> TASK BRIEF: If a line of the records holds the word "Planning", copy it out.

> INFORMATION PROVIDED:
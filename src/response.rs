//! Response payloads, serialized with the field names clients expect.

use serde::Serialize;

use crate::model::{Node, PropertyMap, Value};

/// `/ping`
#[derive(Debug, Clone, PartialEq, Eq, Serialize)]
pub struct Ping {
    pub status: &'static str,
}

/// `/linked_osm_ids`
#[derive(Debug, Clone, PartialEq, Eq, Serialize)]
pub struct LinkedOsmIds {
    pub osm_ids: Vec<String>,
}

/// `/building`: either `{found: false}` or the full detail.
#[derive(Debug, Clone, PartialEq, Serialize)]
#[serde(untagged)]
pub enum BuildingResponse {
    NotFound { found: bool },
    Found(Box<BuildingDetail>),
}

impl BuildingResponse {
    pub fn not_found() -> Self {
        BuildingResponse::NotFound { found: false }
    }

    pub fn is_found(&self) -> bool {
        matches!(self, BuildingResponse::Found(_))
    }

    pub fn detail(&self) -> Option<&BuildingDetail> {
        match self {
            BuildingResponse::Found(detail) => Some(detail),
            BuildingResponse::NotFound { .. } => None,
        }
    }
}

#[derive(Debug, Clone, PartialEq, Serialize)]
#[serde(rename_all = "camelCase")]
pub struct BuildingDetail {
    /// Always `true`; present so the payload is self-describing.
    pub found: bool,
    /// Main building properties with the classification overlay applied.
    pub properties: PropertyMap,
    /// The requested entity's own properties when it is part of a larger building.
    pub part_properties: Option<PropertyMap>,
    pub location: PropertyMap,
    pub planning: Option<Planning>,
    pub materials: Vec<Option<String>>,
    pub components: Vec<Option<String>>,
    pub component_info: Vec<ComponentSummary>,
    pub district: Option<String>,
}

/// Planning document fields, passed through as stored.
#[derive(Debug, Clone, PartialEq, Serialize)]
#[serde(rename_all = "camelCase")]
pub struct Planning {
    pub title: Value,
    pub url: Value,
    pub plan_no: Value,
    pub last_modified: Value,
}

impl From<&Node> for Planning {
    fn from(plan: &Node) -> Self {
        Self {
            title: plan.get_or_null("title"),
            url: plan.get_or_null("url"),
            plan_no: plan.get_or_null("planNo"),
            last_modified: plan.get_or_null("lastModified"),
        }
    }
}

/// One component of a main building (`componentInfo` entries).
#[derive(Debug, Clone, PartialEq, Serialize)]
pub struct ComponentSummary {
    pub name: Option<String>,
    pub number: Value,
    pub materials: Vec<Option<String>>,
    pub width_mm: Value,
    pub height_mm: Value,
    pub length_mm: Value,
}

/// `/component-info` row.
#[derive(Debug, Clone, PartialEq, Serialize)]
pub struct ComponentInfo {
    pub building: Option<String>,
    pub building_id: Value,
    pub osm_id: Value,
    pub number: Value,
    pub materials: Vec<Option<String>>,
    pub categories: Vec<Option<String>>,
    #[serde(rename = "categoryProps")]
    pub category_props: Vec<PropertyMap>,
    pub width_mm: Value,
    pub length_mm: Value,
    pub height_mm: Value,
}

/// `/material-volume-*` row.
#[derive(Debug, Clone, PartialEq, Serialize)]
pub struct MaterialVolume {
    pub material: Option<String>,
    pub volume_m3: Value,
}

> TASK SOLUTION:
    pub planning: Option<Planning>,
/// Planning document fields, passed through as stored.
pub struct Planning {
impl From<&Node> for Planning {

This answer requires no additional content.